───── Data under study
//! In-memory document storage backend for docmodel.
//!
//! This crate provides a thread-safe, in-memory implementation of the `StoreBackend`
//! trait together with a `StoreConnector` that hands out fresh stores. It matches
//! documents with the same rules as the MongoDB backend, which makes it the backend of
//! choice for tests and local development.
//!
//! # Quick Start
//!
//! ```ignore
//! use std::sync::Arc;
//! use docmodel_core::{connection::*, model::Model};
//! use docmodel_memory::InMemoryConnector;
//! use bson::doc;
//!
//! let registry = Arc::new(ConnectionRegistry::new(Arc::new(InMemoryConnector::new())));
//! registry.create_connection(ConnectionConfig::new("memory://"), NoEvents).await;
//!
//! let users = Model::builder(registry.clone(), "users").build().await?;
//! let alice = users.create(doc! { "name": "Alice" }).await?;
//! ```

#[allow(unused_extern_crates)]
extern crate self as docmodel_memory;

mod evaluator;
pub mod store;

pub use store::{InMemoryConnector, InMemoryStore};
──────────
- [Task objective]: Copy the records above exactly as they appear.

- [Exercise solution]:
//! In-memory document storage backend for docmodel.
//!
//! This crate provides a thread-safe, in-memory implementation of the `StoreBackend`
//! trait together with a `StoreConnector` that hands out fresh stores. It matches
//! documents with the same rules as the MongoDB backend, which makes it the backend of
//! choice for tests and local development.
//!
//! # Quick Start
//!
//! ```ignore
//! use std::sync::Arc;
//! use docmodel_core::{connection::*, model::Model};
//! use docmodel_memory::InMemoryConnector;
//! use bson::doc;
//!
//! let registry = Arc::new(ConnectionRegistry::new(Arc::new(InMemoryConnector::new())));
//! registry.create_connection(ConnectionConfig::new("memory://"), NoEvents).await;
//!
//! let users = Model::builder(registry.clone(), "users").build().await?;
//! let alice = users.create(doc! { "name": "Alice" }).await?;
//! ```

#[allow(unused_extern_crates)]
extern crate self as docmodel_memory;

mod evaluator;
pub mod store;

pub use store::{InMemoryConnector, InMemoryStore};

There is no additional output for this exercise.